Sunday, April 20, 2008

Bless the Children

Ah, April. The dogwoods and cherry trees are in bloom; winds are minimal, air is clear, first real T-shirt day; sunset is archivally perfect, moon is near-full; in New York City this is as good as it gets. Taxes are filed, Wall Street closed on an up-day, Jews are getting ready to think about their history, ask the four questions, cut back on bagels and pasta. Foreclosures are not on the minds of the young families with the $600 strollers in Central Park today. We read earlier in the week about the Hedge Fund masterminds still collecting their billion-dollar paychecks, not worrying about the price of facials, spas, spring-break airfare.

A friend of mine—a psychiatrist, called me with a story. He’s being paid to tour state-run nursing homes. Not the nicer-ones in uptown Manhattan, but the ones in the Southeast Bronx, in the neighborhoods we only read about as backdrop to crime statistics. The neighborhoods where foreclosures are irrelevant. No one here is buying a house or an apartment. They are figuring out a way to get through the weekend.

Despite the population density of New York City and the fact that most of us have rarely if ever seen a truly deserted Manhattan street even at 4 AM, here in early evening some of the streets are near-empty. Buildings are low and burned out and windows are boarded up. Warehouses alternate with residences. Asphalt, concrete, refuse bins line the sidewalks. Meters are damaged and ignored. Some of the parked cars have been here for weeks. They don’t even run. Some are stripped, damaged; gasoline has been siphoned out. Gangs meet in these warehouses, just one block from one of those newly-designated department-store-type high-schools that no one can tell me the name of.

Anyway, for three months the psych has been assigned to report undercover on the state of this residential facility. What he finds? Forget the tragic nursing home tales of abuse, neglect-- the unsanitary, the inhumane, the disempowered voiceless strapped to their cage of a bed like animals in a pound. This is status quo, minus the few and sparsely sprinkled angels who care tenderly and relentlessly for aged infants until death removes their chart from the active files.

But the true horror? There are young people in these nursing homes. Twenty-somethings who have somehow fallen through the system cracks—who have exceeded the age of pediatric benefits and sympathy and are non-functioning— the disabled, the morbidly obese, unable to rise from their beds.
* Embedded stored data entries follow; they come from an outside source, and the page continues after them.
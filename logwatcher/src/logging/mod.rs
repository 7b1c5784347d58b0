//! Logging setup.
//!
//! This module provides:
//! - Console output with local timezone timestamps
//! - Optional daily rolling log files
//! - Log file retention cleanup (deletes logs older than 7 days)

use std::path::Path;
use std::time::Duration;

use chrono::{Local, Utc};
use tokio_util::sync::CancellationToken;
use tracing::{debug, info, warn};
use tracing_appender::non_blocking::WorkerGuard;
use tracing_subscriber::{
    EnvFilter,
    fmt::{self, format::Writer, time::FormatTime},
    layer::SubscriberExt,
    util::SubscriberInitExt,
};

/// Default log filter directive.
pub const DEFAULT_LOG_FILTER: &str = "logwatcher=info,tail_source=info";

/// Filter directive used with `--debug`.
pub const DEBUG_LOG_FILTER: &str = "logwatcher=debug,tail_source=debug";

/// Prefix of the rolling log files; the appender adds `.YYYY-MM-DD`.
const LOG_FILE_PREFIX: &str = "logwatcher.log";

/// Log retention period in days.
const LOG_RETENTION_DAYS: i64 = 7;

/// Custom timer that uses the local timezone via chrono.
#[derive(Debug, Clone, Copy)]
struct LocalTimer;

impl FormatTime for LocalTimer {
    fn format_time(&self, w: &mut Writer<'_>) -> std::fmt::Result {
        let now = Local::now();
        write!(w, "{}", now.format("%Y-%m-%dT%H:%M:%S%.3f%:z"))
    }
}

/// `RUST_LOG` when set, otherwise the default or debug directive.
fn build_filter(debug: bool) -> EnvFilter {
    EnvFilter::try_from_default_env().unwrap_or_else(|_| {
        EnvFilter::new(if debug {
            DEBUG_LOG_FILTER
        } else {
            DEFAULT_LOG_FILTER
        })
    })
}

/// Initialize logging.
///
/// With a `log_dir`, events are also written to a daily rolling file in
/// that directory. Keep the returned guard alive for the app lifetime so
/// buffered file output is flushed on exit.
pub fn init_logging(debug: bool, log_dir: Option<&Path>) -> crate::Result<Option<WorkerGuard>> {
    let (file_layer, guard) = match log_dir {
        Some(dir) => {
            std::fs::create_dir_all(dir)?;
            let file_appender = tracing_appender::rolling::daily(dir, LOG_FILE_PREFIX);
            let (non_blocking, guard) = tracing_appender::non_blocking(file_appender);
            let layer = fmt::layer()
                .with_writer(non_blocking)
                .with_ansi(false)
                .with_timer(LocalTimer);
            (Some(layer), Some(guard))
        }
        None => (None, None),
    };

    tracing_subscriber::registry()
        .with(build_filter(debug))
        .with(fmt::layer().with_ansi(true).with_timer(LocalTimer))
        .with(file_layer)
        .try_init()
        .map_err(|e| {
            crate::Error::Other(format!("Failed to set global default subscriber: {}", e))
        })?;

    Ok(guard)
}

/// Start the log retention cleanup task.
///
/// Runs at startup and then daily, deleting log files older than 7 days.
pub fn start_retention_cleanup(log_dir: &Path, cancel_token: CancellationToken) {
    let log_dir = log_dir.to_path_buf();
    tokio::spawn(async move {
        let cleanup_interval = Duration::from_secs(24 * 60 * 60);
        loop {
            if let Err(e) = cleanup_old_logs(&log_dir, LOG_RETENTION_DAYS).await {
                warn!(error = %e, "Failed to cleanup old logs");
            }
            tokio::select! {
                _ = cancel_token.cancelled() => {
                    debug!("Log retention cleanup task shutting down");
                    break;
                }
                _ = tokio::time::sleep(cleanup_interval) => {}
            }
        }
    });
}

/// Delete log files older than the specified number of days.
async fn cleanup_old_logs(log_dir: &Path, retention_days: i64) -> std::io::Result<usize> {
    let cutoff = (Utc::now() - chrono::Duration::days(retention_days)).date_naive();
    let prefix = format!("{LOG_FILE_PREFIX}.");

    let mut entries = tokio::fs::read_dir(log_dir).await?;
    let mut deleted_count = 0;

    while let Some(entry) = entries.next_entry().await? {
        let path = entry.path();
        if !path.is_file() {
            continue;
        }

        // logwatcher.log.YYYY-MM-DD
        let Some(date_str) = path
            .file_name()
            .and_then(|n| n.to_str())
            .and_then(|n| n.strip_prefix(&prefix))
        else {
            continue;
        };

        let Ok(file_date) = chrono::NaiveDate::parse_from_str(date_str, "%Y-%m-%d") else {
            continue;
        };
        if file_date < cutoff {
            if let Err(e) = tokio::fs::remove_file(&path).await {
                warn!(path = %path.display(), error = %e, "Failed to delete old log file");
            } else {
                deleted_count += 1;
                debug!(path = %path.display(), "Deleted old log file");
            }
        }
    }

    if deleted_count > 0 {
        info!(count = deleted_count, "Cleaned up old log files");
    }

    Ok(deleted_count)
}
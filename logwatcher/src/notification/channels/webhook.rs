//! Generic webhook notification channel.

use std::time::Duration;

use async_trait::async_trait;
use reqwest::header::{HeaderMap, HeaderName, HeaderValue};
use reqwest::{Client, Method};
use serde::{Deserialize, Serialize};
use serde_json::json;
use tracing::{debug, warn};

use super::{NotificationChannel, default_timeout_secs, send_with_rate_limit};
use crate::notification::alert::Alert;
use crate::{Error, Result};

/// Webhook channel configuration.
#[derive(Debug, Clone, Serialize, Deserialize)]
#[serde(deny_unknown_fields)]
pub struct WebhookConfig {
    /// Whether the channel is enabled.
    #[serde(default)]
    pub enabled: bool,
    /// Webhook URL.
    #[serde(default)]
    pub url: String,
    /// HTTP method (default: POST).
    #[serde(default = "default_method")]
    pub method: String,
    /// Custom headers.
    #[serde(default)]
    pub headers: Vec<(String, String)>,
    /// Authentication type.
    #[serde(default)]
    pub auth: Option<WebhookAuth>,
    /// Request timeout in seconds.
    #[serde(default = "default_timeout_secs")]
    pub timeout_secs: u64,
}

fn default_method() -> String {
    "POST".to_string()
}

/// Webhook authentication configuration.
#[derive(Debug, Clone, Serialize, Deserialize)]
#[serde(tag = "type", rename_all = "lowercase")]
pub enum WebhookAuth {
    /// Bearer token authentication.
    Bearer { token: String },
    /// Basic authentication.
    Basic { username: String, password: String },
    /// Custom header authentication.
    Header { name: String, value: String },
}

impl Default for WebhookConfig {
    fn default() -> Self {
        Self {
            enabled: false,
            url: String::new(),
            method: default_method(),
            headers: Vec::new(),
            auth: None,
            timeout_secs: default_timeout_secs(),
        }
    }
}

impl WebhookConfig {
    pub(crate) fn problems(&self) -> Vec<String> {
        let mut problems = Vec::new();
        match url::Url::parse(&self.url) {
            Ok(url) if matches!(url.scheme(), "http" | "https") => {}
            Ok(url) => problems.push(format!(
                "notifications.webhook: unsupported url scheme {:?}",
                url.scheme()
            )),
            Err(e) => problems.push(format!(
                "notifications.webhook: invalid url {:?}: {e}",
                self.url
            )),
        }
        if self.parsed_method().is_none() {
            problems.push(format!(
                "notifications.webhook: method must be POST or PUT, got {:?}",
                self.method
            ));
        }
        for (name, value) in &self.headers {
            if name.parse::<HeaderName>().is_err() || value.parse::<HeaderValue>().is_err() {
                problems.push(format!("notifications.webhook: invalid header {name:?}"));
            }
        }
        problems
    }

    fn parsed_method(&self) -> Option<Method> {
        match self.method.to_uppercase().as_str() {
            "POST" => Some(Method::POST),
            "PUT" => Some(Method::PUT),
            _ => None,
        }
    }
}

/// Generic webhook notification channel.
pub struct WebhookChannel {
    config: WebhookConfig,
    method: Method,
    headers: HeaderMap,
    client: Client,
}

impl WebhookChannel {
    /// Create a new Webhook channel.
    pub fn new(config: WebhookConfig) -> Result<Self> {
        let client = crate::utils::http_client::build_client(
            "webhook",
            Duration::from_secs(config.timeout_secs),
        )?;
        let method = config.parsed_method().ok_or_else(|| {
            Error::channel("webhook", format!("unsupported method {}", config.method))
        })?;
        let headers = build_headers(&config);
        Ok(Self {
            config,
            method,
            headers,
            client,
        })
    }

    /// Build the JSON payload.
    fn build_payload(alert: &Alert) -> serde_json::Value {
        json!({
            "subject": alert.subject,
            "body": alert.body,
            "source": alert.source,
            "pattern": alert.pattern,
            "timestamp": alert.timestamp.to_rfc3339(),
        })
    }
}

/// Custom headers plus the auth header, if any.
fn build_headers(config: &WebhookConfig) -> HeaderMap {
    let mut headers = HeaderMap::new();

    for (name, value) in &config.headers {
        match (name.parse::<HeaderName>(), value.parse::<HeaderValue>()) {
            (Ok(name), Ok(value)) => {
                headers.insert(name, value);
            }
            _ => warn!("Ignoring invalid webhook header {:?}", name),
        }
    }

    match &config.auth {
        Some(WebhookAuth::Bearer { token }) => {
            if let Ok(value) = format!("Bearer {token}").parse() {
                headers.insert(reqwest::header::AUTHORIZATION, value);
            }
        }
        Some(WebhookAuth::Header { name, value }) => {
            if let (Ok(name), Ok(value)) = (name.parse::<HeaderName>(), value.parse::<HeaderValue>())
            {
                headers.insert(name, value);
            }
        }
        // Basic auth is applied on the request builder.
        Some(WebhookAuth::Basic { .. }) | None => {}
    }

    headers
}

#[async_trait]
impl NotificationChannel for WebhookChannel {
    fn channel_type(&self) -> &'static str {
        "webhook"
    }

    fn is_enabled(&self) -> bool {
        self.config.enabled && !self.config.url.is_empty()
    }

    async fn send(&self, alert: &Alert) -> Result<()> {
        let payload = Self::build_payload(alert);

        send_with_rate_limit("webhook", || {
            let mut request = self
                .client
                .request(self.method.clone(), &self.config.url)
                .headers(self.headers.clone())
                .json(&payload);
            if let Some(WebhookAuth::Basic { username, password }) = &self.config.auth {
                request = request.basic_auth(username, Some(password));
            }
            request
        })
        .await?;

        debug!("Webhook notification sent: {}", alert.subject);
        Ok(())
    }
}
Being kept, tended like sheep--- nourished just enough to keep their vitals going—a task of maintenance.

Reading through the charts of these lost children, he finds—in every single young patient—a case-history not just of neglect, of abandonment—but of abuse—sexual, physical, emotional, psychological. Children burned with cigarettes, forced to submit to sex-acts with not just strangers but relatives—neighbors—sometimes to provide money for their parents’ drug-habits—able to cope in no other way than to isolate, feed themselves…twinkie after cupcake, bag after bag of chips, doughnuts, fries--until they are too big to move, too big to sit up. They’re taken in by Pediatrics at city hospitals, turned over at 18 to these nursing homes where they vegetate—diabetic, cardiac-diseased, damaged children.

I met a woman at my gym who campaigns for adorable dogs in shelters abandoned by their owners, victims of foreclosures, too…or just puppies who grew into dogs whose needs were no longer cute and manageable. Huskies, pitbull mixes. Rich people send money, feel sorry for animals, but no one is adopting the nursing-home residents. They are the flip-side of the Dorian Gray portrait that is New York—the city of Fashion Week, Art Week, nightclubs and society events. Endless benefits for the young-of-face and the slim-and-trim well-dressed, while the hidden portrait of the poor and neglected grows more hideous by the day: child-murders, incest, incinerated infants and the clinically obese survivors of horror — like undecorated veterans in a welfare cage.

I hope the Pope prays for these children. I hope he sees beyond the marble and limestone face of Fifth Avenue and the beauty of St. Patrick’s into the eyes of the portrait of the miserable and helpless. Here in the 21st Century, in fabulous New York City. Remember the children.